I’m working on making a timer that counts to the .1 second. I am doing it by converting frames (counted by an always trigger) to .1 second increments, then converting that to whole number seconds and .1 seconds. The problem is I have to have the whole number seconds and .1 seconds as two separate Labels, so I have to adjust the position of the .1 seconds label as the whole number label adds more digits.
My question is: How do I count the number of digits in a number? For example, 8 has one digit, 147 has three digits, and so on.
Well, I ended up just making filters for every place. So, it checks if the number is >= 0, >= 10, >= 100, etc. I would like a solution where it doesn’t error out after a certain point, but I suppose nobody will be playing a level for more than a couple of days at very very most anyway
I tried using a timer at .1 before, and it didn’t seem to work very well. Converting frames to seconds works anyway, and it accounts for game lag, which I like.

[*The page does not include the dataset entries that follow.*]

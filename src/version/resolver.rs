//! Candidate selection and the try-next-version loop
//!
//! The resolver picks a candidate (single mode, auto-search, or a prompt),
//! checks that a binary exists for it, and on a miss walks the list
//! according to [`OnFail`] until a binary is found or the list runs out.
//! Checks run strictly one at a time because every miss may write to the
//! negative-hit store. A failed store write is logged and the search goes on.

use std::sync::Arc;

#[cfg(test)]
use mockall::automock;
use tracing::{debug, info, warn};

use crate::config::{Config, OnFail};
use crate::platform::Platform;
use crate::version::entry::MappedEntry;
use crate::version::error::{PromptError, RegistryError, ResolveError};
use crate::version::registry::BinaryLocator;
use crate::version::store::NegativeHitStorer;

const SELECT_HINT: &str = "Select a version";

/// Trait for asking which candidate to use
#[cfg_attr(test, automock)]
#[async_trait::async_trait]
pub trait SelectionPrompt: Send + Sync {
    /// Returns the canonical version string of the chosen candidate
    ///
    /// `Ok(None)` means nothing was chosen (no selectable entry or the user
    /// cancelled).
    async fn select(
        &self,
        candidates: &[MappedEntry],
        hint: &str,
    ) -> Result<Option<String>, PromptError>;
}

/// Sink for the notices the resolver emits while searching
pub trait Notifier: Send + Sync {
    fn info(&self, message: &str);
    fn warn(&self, message: &str);
}

/// Notifier forwarding to `tracing`
#[derive(Debug, Clone, Copy, Default)]
pub struct TracingNotifier;

impl Notifier for TracingNotifier {
    fn info(&self, message: &str) {
        info!("{}", message);
    }

    fn warn(&self, message: &str) {
        warn!("{}", message);
    }
}

/// Outcome of a resolution run
///
/// - found: `url` and `selected` are set
/// - exhausted: both are `None`
/// - single version without binary: only `selected` is set
/// - single version whose check failed: `selected` is set and `unreachable` is true
#[derive(Debug, Clone, PartialEq, Eq, Default)]
pub struct Resolution {
    pub url: Option<String>,
    pub selected: Option<MappedEntry>,
    /// The existence check itself failed, so a missing `url` proves nothing
    pub unreachable: bool,
}

impl Resolution {
    fn found(url: String, selected: MappedEntry) -> Self {
        Self {
            url: Some(url),
            selected: Some(selected),
            unreachable: false,
        }
    }

    fn exhausted() -> Self {
        Self::default()
    }

    pub fn is_exhausted(&self) -> bool {
        self.url.is_none() && self.selected.is_none()
    }
}

/// Result of checking one candidate
enum Check {
    Found(String),
    Missing,
    /// The check itself failed; nothing is known about the candidate
    Unreachable,
}

/// Groups the collaborators needed to resolve a candidate to a binary URL
pub struct Resolver {
    locator: Arc<dyn BinaryLocator>,
    prompt: Arc<dyn SelectionPrompt>,
    notifier: Arc<dyn Notifier>,
}

impl Resolver {
    pub fn new(
        locator: Arc<dyn BinaryLocator>,
        prompt: Arc<dyn SelectionPrompt>,
        notifier: Arc<dyn Notifier>,
    ) -> Self {
        Self {
            locator,
            prompt,
            notifier,
        }
    }

    /// Selects a candidate and searches for a usable binary
    pub async fn resolve<S>(
        &self,
        config: &Config,
        mut candidates: Vec<MappedEntry>,
        store: &mut S,
    ) -> Result<Resolution, ResolveError>
    where
        S: NegativeHitStorer + ?Sized,
    {
        if candidates.is_empty() {
            debug!("No candidates to resolve");
            return Ok(Resolution::exhausted());
        }

        if config.single.is_some() {
            let entry = candidates[0];
            return Ok(match self.check(config, entry, store).await? {
                Check::Found(url) => Resolution::found(url, entry),
                Check::Missing => Resolution {
                    url: None,
                    selected: Some(entry.mark_disabled()),
                    unreachable: false,
                },
                Check::Unreachable => Resolution {
                    url: None,
                    selected: Some(entry),
                    unreachable: true,
                },
            });
        }

        let Some(mut index) = self.initial_selection(config, &candidates).await? else {
            return Ok(Resolution::exhausted());
        };

        loop {
            let entry = candidates[index];
            match self.check(config, entry, store).await? {
                Check::Found(url) if config.download => return Ok(Resolution::found(url, entry)),
                Check::Found(_) | Check::Unreachable => {}
                Check::Missing => candidates[index] = entry.mark_disabled(),
            }

            let next = match config.on_fail {
                OnFail::Increase => index.checked_sub(1),
                OnFail::Decrease => Some(index + 1).filter(|&next| next < candidates.len()),
                OnFail::Nothing => self.prompt_selection(&candidates).await?,
            };

            let Some(next) = next else {
                debug!("Candidates exhausted");
                return Ok(Resolution::exhausted());
            };

            if config.on_fail != OnFail::Nothing && !candidates[next].is_disabled() {
                self.notifier.info(&format!(
                    "Continuing with version {}",
                    candidates[next].version()
                ));
            }
            index = next;
        }
    }

    async fn initial_selection(
        &self,
        config: &Config,
        candidates: &[MappedEntry],
    ) -> Result<Option<usize>, ResolveError> {
        if !config.interactive && config.on_fail == OnFail::Decrease {
            self.notifier.info(&format!(
                "Auto-searching for a binary, starting with version {}",
                candidates[0].version()
            ));
            return Ok(Some(0));
        }

        if config.results == Some(1) {
            return Ok(candidates.iter().position(|entry| !entry.is_disabled()));
        }

        self.prompt_selection(candidates).await
    }

    async fn prompt_selection(
        &self,
        candidates: &[MappedEntry],
    ) -> Result<Option<usize>, ResolveError> {
        let Some(chosen) = self.prompt.select(candidates, SELECT_HINT).await? else {
            return Ok(None);
        };

        let index = candidates
            .iter()
            .position(|entry| entry.version().to_string() == chosen);
        if index.is_none() {
            self.notifier
                .warn(&format!("Selected version {} is not a candidate", chosen));
        }
        Ok(index)
    }

    async fn check<S>(
        &self,
        config: &Config,
        entry: MappedEntry,
        store: &mut S,
    ) -> Result<Check, ResolveError>
    where
        S: NegativeHitStorer + ?Sized,
    {
        let version = entry.version();
        if entry.is_disabled() {
            debug!("Skipping known negative hit {}", version);
            return Ok(Check::Missing);
        }

        match self.locate(entry, config.platform).await {
            Ok(Some(url)) => {
                if !config.download {
                    self.notifier
                        .warn(&format!("Not downloading binary for version {}", version));
                }
                Ok(Check::Found(url))
            }
            Ok(None) => {
                debug!("No binary for {} on {}", version, config.platform);
                if config.store {
                    if let Err(e) = store.record_negative_hit(config.platform, version) {
                        warn!("Could not remember missing version {}: {}", version, e);
                    }
                }
                Ok(Check::Missing)
            }
            Err(e) => {
                self.notifier
                    .warn(&format!("Could not check version {}: {}", version, e));
                Ok(Check::Unreachable)
            }
        }
    }

    async fn locate(
        &self,
        entry: MappedEntry,
        platform: Platform,
    ) -> Result<Option<String>, RegistryError> {
        let branch_position = match entry.branch_position() {
            Some(position) => Some(position),
            None => self.locator.branch_position(entry.version()).await?,
        };

        match branch_position {
            Some(position) => self.locator.binary_url(position, platform).await,
            None => Ok(None),
        }
    }
}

This seems like what I want. The documentation page for the expression block only has pretty basic info, is there a list somewhere of all the functions we can use?
@johnpost You can use Haxe (a programming language) in the expression block. It’s probably too advanced to be explained in the documentation because most people won’t even understand it since they don’t have any programming experience. You can find a lot about Haxe in the website. Even about the code I wrote above (Std.string(A).length):
So there’s a lot you can do with an expression, but it’s limited to returning a single integer since that’s the only thing an expression allows as an output.
It might change in the future because grazer mentioned like a month ago that he’s going to work on allowing different data types like text, lists and floating points. We’re most likely going to get new behavior blocks for that to make it less complicated. But that’s all unimportant for now. You can keep an eye on it.